De fato eu contei sim – tanto para ele , quanto para minha mãe que , em dezembro, tinha vindo para os E.U. para passar o Natal e Réveillon conosco.
De início os dois pareceram meio surpresos ( principalmente porque o tinham conhecido na festa do Réveillon, muito sobriamente vestido de 'Larry' ...) mas minha mãe apenas comentou ‘ Que coisa!’ e meu marido preferiu não dizer nada.
Desde o começo do ano , já estivemos com Larry umas três ou quatro vezes.

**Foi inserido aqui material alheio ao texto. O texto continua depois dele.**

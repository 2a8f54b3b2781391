//! Knobs and LED line

use xmag_hal::{InputRegister, LedLine};

use crate::phys::{MapError, PhysMapping};
use crate::regs::{
    SPILED_REG_BASE_PHYS, SPILED_REG_KNOBS_8BIT_O, SPILED_REG_LED_LINE_O, SPILED_REG_SIZE,
};

/// SPILED peripheral: three rotary knobs with push buttons and 32 LEDs
pub struct SpiLed {
    regs: PhysMapping,
}

impl SpiLed {
    /// Map the peripheral at its fixed physical address
    pub fn open() -> Result<Self, MapError> {
        PhysMapping::map(SPILED_REG_BASE_PHYS, SPILED_REG_SIZE).map(Self::new)
    }

    /// Drive an already mapped register window
    pub fn new(regs: PhysMapping) -> Self {
        Self { regs }
    }
}

impl InputRegister for SpiLed {
    fn read_input(&mut self) -> u32 {
        self.regs.read_u32(SPILED_REG_KNOBS_8BIT_O)
    }
}

impl LedLine for SpiLed {
    fn write_led(&mut self, mask: u32) {
        self.regs.write_u32(SPILED_REG_LED_LINE_O, mask);
    }
}

#[cfg(test)]
mod tests {
    use super::*;
    use crate::phys::tests::scratch_mapping;

    #[test]
    fn test_led_line_register() {
        let mut spiled = SpiLed::new(scratch_mapping("spiled-led"));
        spiled.write_led(0x0000_00ff);
        assert_eq!(spiled.regs.read_u32(SPILED_REG_LED_LINE_O), 0xff);

        spiled.clear_leds();
        assert_eq!(spiled.regs.read_u32(SPILED_REG_LED_LINE_O), 0);
    }

    #[test]
    fn test_knobs_register() {
        let mut spiled = SpiLed::new(scratch_mapping("spiled-knobs"));
        spiled.regs.write_u32(SPILED_REG_KNOBS_8BIT_O, 0x0201_0080);
        assert_eq!(spiled.read_input(), 0x0201_0080);
    }
}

Afinal , resolvemos nos aventurar no roller skating e realmente , o lugar é muito divertido às terças à noite ( quando está aberto apenas para adultos e a música é principalmente dos anos 80 e 90 !! )
Confesso que fiquei um pouco intimidada em subir num par de patins depois de tantos anos ( e olha que eu era FERA quando patinava no Rio nos anos 80!! lol) .
Já para o meu hubby ,( que esquia e pratica o snowboarding) a experiência foi bem menos challenging...
Mas afinal, andar de patins é como andar de bicicleta: mesmo depois de meio século sem praticar, você reaprende!
E sim, eu tomei VÁRIOS tombos, mas nada que me quebrasse os ossos...
Anyway, em nosso primeiro encontro no rinque, teve uma hora que perguntei ao Larry se ‘a Kate’ tambem costumava patinar.
- Sim , - disse ele. - Às vezes ela vem...
Então, de repente , ele me perguntou:
-Qual do dois você prefere? O Larry ou a Kate?
Eu tive de pensar um pouco antes de responder.
- Não sei. Na verdade só conheço a Kate por fotografia.... E você? Qual dos dois VOCÊ prefere?
Então ele me confessou que o Larry ‘não gostava muito de sua aparência...’ e que algumas pessoas gostavam mais da Kate por ela ser menos agressiva.
-Pode ser. - eu respondi. – Mas , pessoalmente , não acho o Larry nada agressivo. E tampouco vejo nada de errado com sua aparência!
Contudo, depois daquele nosso primeiro encontro e conversa no rinque, fiquei pensando:
O Larry , sendo homem e com sua aparência tão comum, provavelmente jamais recebeu algum elogio físico. Já a Kate..., com seus vestidos, saltos altos, brincos compridos , maquiagem, PEITOS enormes...com certeza que sim !! lol Mesmo que tenha vindo apenas de outras mulheres...
-Em todo caso, - completei - se quiser , da próxima vez que vier ao rinque traga a Kate ao invés do Larry...
Ele logo se entusiasmou com a idéia e prometeu que faria isso.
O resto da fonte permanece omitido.